Vous faites aussi face à une augmentation du nombre de blessés ?
– Il y a effectivement plus de blessés mais nous sommes surtout très inquiets de l’augmentation des morts en lien avec la grande précarité. Début juillet, nous avons démarré une opération d’urgence. On est confronté à un dilemme qui consiste à rappeler qu’on est dans la sixième puissance économique mondiale, qu’on n’a pas à se substituer à un Etat qui a signé des conventions internationales et affiche une certaine idée de la morale en matière d’accueil et de protection des personnes, mais qui ne respecte pas ses engagements.
En quoi consiste cette opération d’urgence ?
– Nous avons monté un poste de santé dans le camp, avec médecins, infirmières, psychologues, traducteurs, médiateurs… Il y a une équipe de 25 personnes. Les gens n’arrivent pas à se soigner et sont pris en charge tardivement. La Pass [permanence d’accès aux soins de santé, NDLR] fait ce qu’elle peut, mais elle est saturée. Nous faisons donc ce qu’on sait faire à l’international. Distribution d’eau, installation de latrines… Tout le dispositif est standardisé, expérimenté par l’OMS, le HCR et il n’est pas respecté en France alors qu’il s’agit juste de faire en sorte que ces gens puissent répondre à leurs besoins vitaux.
Quelles sont les interventions les plus courantes ?
– On a des pathologies de la grande précarité : de la gale, des infections respiratoires, des infections cutanées. Il y a aussi beaucoup de traumato avec beaucoup de plaies ouvertes et de fractures dues aux tentatives pour monter dans les camions. Nous rencontrons aussi des problèmes psys conséquents. Ce sont des personnes jeunes, qui comprennent parfaitement ce qui se passe. Ils ont soufferts des bombes, du désert et sont maintenant impactés par les modalités d’accueil. Ce n’est pas de la bobologie. Et quand les gens ont faim et qu’ils vous le disent, si vous ne distribuez pas de nourriture, vous ne pouvez pas faire de médecine.
Les migrants n’hésitent pas à risquer leur vie pour passer en Angleterre. Est-il possible de gérer cette situation ?

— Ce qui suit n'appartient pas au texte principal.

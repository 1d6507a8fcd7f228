//! Chain resolver for identity histories.
//!
//! Orders the actions of one identity from most to least recent. An explicit
//! parent link always wins: an action that names another as its parent sorts
//! before it. Without a link, unconfirmed actions sort before confirmed ones
//! and confirmed actions sort by descending block height. Remaining ties keep
//! input order.
//!
//! [`compare_recency`] is that rule for a pair of actions. [`order_history`]
//! applies it to a whole history as a topological pass over the parent links,
//! picking among the unlinked candidates with the same rank the comparator
//! uses. A comparison sort would not do, since the pairwise relation is not
//! transitive once links and heights disagree.
use std::cmp::{Ordering, Reverse};
use std::collections::{BinaryHeap, HashMap};

use tracing::debug;

use crate::types::{Action, TxHash};

/// Pairwise recency of two actions of the same identity.
///
/// `Ordering::Less` means `a` is more recent than `b` and sorts first.
pub fn compare_recency(a: &Action, b: &Action) -> Ordering {
    if a.parent_hash == Some(b.tx_hash) {
        return Ordering::Less;
    }
    if b.parent_hash == Some(a.tx_hash) {
        return Ordering::Greater;
    }
    recency_rank(a).cmp(&recency_rank(b))
}

/// Rank of an action with no parent link to decide: unconfirmed first, then
/// higher block. Lower ranks are more recent.
fn recency_rank(action: &Action) -> (bool, Reverse<u64>) {
    let height = action.block.map(|block| block.height).unwrap_or(0);
    (action.is_confirmed(), Reverse(height))
}

/// Recency rank, then input position.
type ReadyKey = Reverse<((bool, Reverse<u64>), usize)>;

fn ready_key(action: &Action, index: usize) -> ReadyKey {
    Reverse((recency_rank(action), index))
}

/// Orders a history from most to least recent.
///
/// An action is emitted only once every action naming it as parent has been
/// emitted. Among the actions ready at each step the unconfirmed ones come
/// first, then the higher blocks. Parent cycles are broken by emitting the
/// best remaining action.
pub fn order_history<T: AsRef<Action>>(actions: Vec<T>) -> Vec<T> {
    let len = actions.len();
    let mut by_hash: HashMap<TxHash, usize> = HashMap::with_capacity(len);
    for (index, action) in actions.iter().enumerate() {
        by_hash.entry(action.as_ref().tx_hash).or_insert(index);
    }

    let parents: Vec<Option<usize>> = actions
        .iter()
        .enumerate()
        .map(|(index, action)| {
            action
                .as_ref()
                .parent_hash
                .and_then(|parent| by_hash.get(&parent).copied())
                .filter(|parent| *parent != index)
        })
        .collect();

    let mut pending_children = vec![0usize; len];
    for parent in parents.iter().flatten() {
        pending_children[*parent] += 1;
    }

    let mut ready: BinaryHeap<ReadyKey> = actions
        .iter()
        .enumerate()
        .filter(|(index, _)| pending_children[*index] == 0)
        .map(|(index, action)| ready_key(action.as_ref(), index))
        .collect();

    let mut slots: Vec<Option<T>> = actions.into_iter().map(Some).collect();
    let mut emitted = vec![false; len];
    let mut ordered = Vec::with_capacity(len);

    while ordered.len() < len {
        let index = match ready.pop() {
            Some(Reverse((_, index))) => index,
            None => {
                // Every remaining action still waits on a child: a parent cycle.
                let Some(Reverse((_, index))) = slots
                    .iter()
                    .enumerate()
                    .filter(|(index, _)| !emitted[*index])
                    .filter_map(|(index, slot)| {
                        slot.as_ref().map(|action| ready_key(action.as_ref(), index))
                    })
                    .max()
                else {
                    break;
                };
                debug!(remaining = len - ordered.len(), "breaking parent cycle");
                index
            }
        };
        if emitted[index] {
            continue;
        }
        emitted[index] = true;

        if let Some(parent) = parents[index] {
            pending_children[parent] = pending_children[parent].saturating_sub(1);
            if pending_children[parent] == 0 && !emitted[parent] {
                if let Some(action) = slots[parent].as_ref() {
                    ready.push(ready_key(action.as_ref(), parent));
                }
            }
        }
        if let Some(action) = slots[index].take() {
            ordered.push(action);
        }
    }

    ordered
}

/// The current value of a history: its most recent action.
pub fn resolve_head<T: AsRef<Action>>(actions: Vec<T>) -> Option<T> {
    order_history(actions).into_iter().next()
}

#[cfg(test)]
mod tests {
    use bitcoin::hashes::Hash as _;
    use chrono::{TimeZone, Utc};

    use super::*;
    use crate::types::{ActionPayload, BlockRef, Identity};

    fn hash(byte: u8) -> TxHash {
        TxHash::from_byte_array([byte; 32])
    }

    fn set_name(tx: u8, parent: Option<u8>, height: Option<u64>) -> Action {
        Action {
            tx_hash: hash(tx),
            parent_hash: parent.map(hash),
            identity: Identity::from_byte_array([9u8; 20]),
            raw_script: vec![],
            payload: ActionPayload::SetName {
                name: format!("name-{tx}"),
            },
            block: height.map(|height| BlockRef {
                height,
                timestamp: Utc.timestamp_opt(1_500_000_000 + height as i64, 0).unwrap(),
            }),
        }
    }

    fn tx_order(actions: &[Action]) -> Vec<TxHash> {
        actions.iter().map(|action| action.tx_hash).collect()
    }

    #[test]
    fn test_direct_supersession_beats_height() {
        let a = set_name(1, Some(2), Some(10));
        let b = set_name(2, None, Some(500));
        assert_eq!(compare_recency(&a, &b), Ordering::Less);
        assert_eq!(compare_recency(&b, &a), Ordering::Greater);
        assert_eq!(resolve_head(vec![b.clone(), a.clone()]), Some(a.clone()));
        assert_eq!(resolve_head(vec![a.clone(), b]), Some(a));
    }

    #[test]
    fn test_unconfirmed_is_more_recent_than_confirmed() {
        let confirmed = set_name(1, None, Some(100));
        let unconfirmed = set_name(2, None, None);
        assert_eq!(compare_recency(&unconfirmed, &confirmed), Ordering::Less);
        assert_eq!(
            resolve_head(vec![confirmed, unconfirmed.clone()]),
            Some(unconfirmed)
        );
    }

    #[test]
    fn test_higher_block_is_more_recent() {
        let c1 = set_name(1, None, Some(50));
        let c2 = set_name(2, None, Some(80));
        assert_eq!(compare_recency(&c2, &c1), Ordering::Less);
        assert_eq!(resolve_head(vec![c1, c2.clone()]), Some(c2));
    }

    #[test]
    fn test_unconfirmed_pair_keeps_input_order() {
        let u1 = set_name(1, None, None);
        let u2 = set_name(2, None, None);
        assert_eq!(compare_recency(&u1, &u2), Ordering::Equal);
        let ordered = order_history(vec![u1.clone(), u2.clone()]);
        assert_eq!(tx_order(&ordered), vec![hash(1), hash(2)]);
    }

    #[test]
    fn test_chain_with_stale_heights_follows_links() {
        // 3 -> 2 -> 1 by parent links, heights say the opposite.
        let first = set_name(1, None, Some(300));
        let second = set_name(2, Some(1), Some(200));
        let third = set_name(3, Some(2), Some(100));
        let unrelated = set_name(4, None, Some(250));
        let ordered = order_history(vec![first, unrelated, second, third]);
        assert_eq!(
            tx_order(&ordered),
            vec![hash(4), hash(3), hash(2), hash(1)]
        );
    }

    #[test]
    fn test_competing_children_both_precede_parent() {
        let root = set_name(1, None, Some(10));
        let low = set_name(2, Some(1), Some(20));
        let pending = set_name(3, Some(1), None);
        let ordered = order_history(vec![root, low, pending]);
        assert_eq!(tx_order(&ordered), vec![hash(3), hash(2), hash(1)]);
    }

    #[test]
    fn test_ordering_is_deterministic() {
        let history = vec![
            set_name(1, None, Some(5)),
            set_name(2, Some(1), None),
            set_name(3, None, None),
            set_name(4, Some(9), Some(7)),
            set_name(5, Some(3), Some(7)),
        ];
        let first = order_history(history.clone());
        for _ in 0..10 {
            assert_eq!(order_history(history.clone()), first);
        }
        assert_eq!(first.len(), history.len());
    }

    #[test]
    fn test_parent_cycle_still_emits_everything() {
        let a = set_name(1, Some(2), Some(10));
        let b = set_name(2, Some(1), Some(20));
        let c = set_name(3, None, Some(5));
        let ordered = order_history(vec![a, b, c]);
        assert_eq!(tx_order(&ordered), vec![hash(3), hash(2), hash(1)]);
    }

    #[test]
    fn test_order_agrees_with_pairwise_rule_when_links_and_heights_agree() {
        let history = vec![
            set_name(1, None, Some(10)),
            set_name(2, Some(1), Some(30)),
            set_name(3, None, Some(20)),
            set_name(4, Some(2), None),
            set_name(5, None, Some(30)),
            set_name(6, Some(3), Some(40)),
        ];
        let ordered = order_history(history);
        for pair in ordered.windows(2) {
            assert_ne!(
                compare_recency(&pair[0], &pair[1]),
                Ordering::Greater,
                "{} sorted before {}",
                pair[0].tx_hash,
                pair[1].tx_hash
            );
        }
        assert_eq!(
            tx_order(&ordered),
            vec![hash(4), hash(6), hash(2), hash(5), hash(3), hash(1)]
        );
    }

    #[test]
    fn test_resolve_head_of_empty_history() {
        assert_eq!(resolve_head(Vec::<Action>::new()), None);
    }

    #[test]
    fn test_orders_borrowed_actions() {
        let c1 = set_name(1, None, Some(50));
        let c2 = set_name(2, None, Some(80));
        let history = vec![&c1, &c2];
        assert_eq!(resolve_head(history), Some(&c2));
    }
}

– Quand on est dans une logique de survie, on y va. Pour changer les choses, il faut désengorger Calais, sortir de la logique de campement qui n’a pas lieu d’être en France : on n’est pas au Darfour à essayer de parquer des gens sous des tentes parce qu’on ne peut pas faire autre chose. Nous avons les moyens de faire autrement : il faut travailler en amont de Calais, à Paris, à Lille, à Menton. Et il ne s’agit pas simplement de boucher la frontière à Vintimille en espérant baisser le flux de migrants. Il faut des dispositifs où les gens peuvent répondre à leurs besoins vitaux, connaître leurs droits. Aujourd’hui, on ne crée pas les conditions pour que les gens puissent choisir s’ils veulent rester ici ou partir en Angleterre.